The current grain prices and the excellent prices being paid for feeder calves may cause some to question the wisdom of owning the cattle another six months. "Since only five to 15 head are all that are entered compared to an entire calf crop, it is a relatively low-risk situation to find out what the strengths and weaknesses are in your program," Cole notes.
The charge for entering is $20 per head. All charges for feed, yardage, freight, carcass data gathering and medications are deducted from the final payment. If 10 head or more are entered, an advance payment of $300 per head can be obtained.
The actual delivery of the steers to the feedyard in the Tri-County Steer Carcass Futurity in southwest Iowa will be on June 7. The cattle pickup point in southwest Missouri will be at Joplin Regional Stockyards. In north Missouri, pickups will be made at Savannah and at the Paris Veterinary Clinic, Paris.
Steers should weigh 550 pounds or more upon delivery. They should be weaned 45 days previously and given their immunizations at least 28 days before shipment. They must be bunk broke, dehorned, castrated and healed. It is preferred they not be implanted at weaning.

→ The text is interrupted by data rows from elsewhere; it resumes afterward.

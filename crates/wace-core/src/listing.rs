//! Programme listings: which subjects each programme offers.

use serde::Serialize;

use crate::{
  Error, Result,
  catalog::{Programme, ProgrammeId, ProgrammeName, SubjectId, SubjectType, TopicId},
  store::CourseStore,
};

/// Number of topics previewed per subject in [`ProgrammeDetail`].
const TOPIC_PREVIEW: usize = 5;

#[derive(Debug, Clone, Serialize)]
pub struct SubjectSummary {
  pub id:           SubjectId,
  pub name:         String,
  pub code:         String,
  pub description:  String,
  pub topics_count: usize,
}

#[derive(Debug, Clone, Serialize)]
pub struct ProgrammeSummary {
  pub id:                ProgrammeId,
  pub name:              ProgrammeName,
  pub display_name:      &'static str,
  pub description:       String,
  pub price:             f64,
  pub duration_months:   i64,
  pub core_subjects:     Vec<SubjectSummary>,
  pub elective_subjects: Vec<SubjectSummary>,
}

#[derive(Debug, Clone, Serialize)]
pub struct TopicPreview {
  pub id:                       TopicId,
  pub title:                    String,
  pub description:              String,
  pub order:                    i64,
  pub estimated_duration_hours: i64,
  pub lessons_count:            usize,
}

#[derive(Debug, Clone, Serialize)]
pub struct ProgrammeSubjectDetail {
  pub id:           SubjectId,
  pub name:         String,
  pub code:         String,
  pub description:  String,
  pub order:        i64,
  pub topics_count: usize,
  pub topics:       Vec<TopicPreview>,
}

#[derive(Debug, Clone, Default, Serialize)]
pub struct SubjectsByType {
  pub core:     Vec<ProgrammeSubjectDetail>,
  pub elective: Vec<ProgrammeSubjectDetail>,
}

#[derive(Debug, Clone, Serialize)]
pub struct ProgrammeDetail {
  pub id:              ProgrammeId,
  pub name:            ProgrammeName,
  pub display_name:    &'static str,
  pub description:     String,
  pub price:           f64,
  pub duration_months: i64,
  pub subjects:        SubjectsByType,
  pub total_subjects:  usize,
}

/// Every programme with its core and elective subjects.
pub async fn programme_summaries<S: CourseStore>(store: &S) -> Result<Vec<ProgrammeSummary>> {
  let programmes = store.list_programmes().await.map_err(Error::store)?;
  let mut out = Vec::with_capacity(programmes.len());

  for programme in programmes {
    let mut core_subjects     = Vec::new();
    let mut elective_subjects = Vec::new();

    for (_, subject) in store
      .programme_subjects(programme.programme_id)
      .await
      .map_err(Error::store)?
    {
      let topics_count = store
        .list_topics(subject.subject_id)
        .await
        .map_err(Error::store)?
        .len();
      let summary = SubjectSummary {
        id: subject.subject_id,
        name: subject.name,
        code: subject.code,
        description: subject.description,
        topics_count,
      };
      match subject.subject_type {
        SubjectType::Core => core_subjects.push(summary),
        SubjectType::Elective => elective_subjects.push(summary),
      }
    }

    out.push(ProgrammeSummary {
      id: programme.programme_id,
      name: programme.name,
      display_name: programme.name.display_name(),
      price: programme.price(),
      description: programme.description,
      duration_months: programme.duration_months,
      core_subjects,
      elective_subjects,
    });
  }

  Ok(out)
}

/// One programme, its subjects grouped by type, with a short topic preview.
pub async fn programme_detail<S: CourseStore>(store: &S, id: ProgrammeId) -> Result<ProgrammeDetail> {
  let programme: Programme = store
    .get_programme(id)
    .await
    .map_err(Error::store)?
    .ok_or(Error::ProgrammeNotFound(id))?;

  let links = store.programme_subjects(id).await.map_err(Error::store)?;
  let total_subjects = links.len();
  let mut subjects = SubjectsByType::default();

  for (link, subject) in links {
    let topics = store
      .list_topics(subject.subject_id)
      .await
      .map_err(Error::store)?;
    let topics_count = topics.len();

    let mut preview = Vec::with_capacity(TOPIC_PREVIEW.min(topics_count));
    for topic in topics.into_iter().take(TOPIC_PREVIEW) {
      let lessons_count = store
        .list_lessons(topic.topic_id)
        .await
        .map_err(Error::store)?
        .len();
      preview.push(TopicPreview {
        id: topic.topic_id,
        title: topic.title,
        description: topic.description,
        order: topic.order,
        estimated_duration_hours: topic.estimated_duration_hours,
        lessons_count,
      });
    }

    let detail = ProgrammeSubjectDetail {
      id: subject.subject_id,
      name: subject.name,
      code: subject.code,
      description: subject.description,
      order: link.order,
      topics_count,
      topics: preview,
    };
    match subject.subject_type {
      SubjectType::Core => subjects.core.push(detail),
      SubjectType::Elective => subjects.elective.push(detail),
    }
  }

  Ok(ProgrammeDetail {
    id: programme.programme_id,
    name: programme.name,
    display_name: programme.name.display_name(),
    price: programme.price(),
    description: programme.description,
    duration_months: programme.duration_months,
    subjects,
    total_subjects,
  })
}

On the June 7 weigh-in, the calves will be graded and have a market value placed on them by a Missouri Market News reporter, which helps establish their value for feedlot profitability.
"The complete feedout effort is designed with education in mind. There are no designated winners and no big prizes given, just information that hopefully helps the participant," Cole says.
Profits are not guaranteed, but since the feedout program began in 1981, there have been average profits for the Missouri cattle 70 percent of the time. "Admittedly, some years the profits were very small, but almost every year a few of the herds in the program show feeding profits even when the overall average showed a loss," Cole says.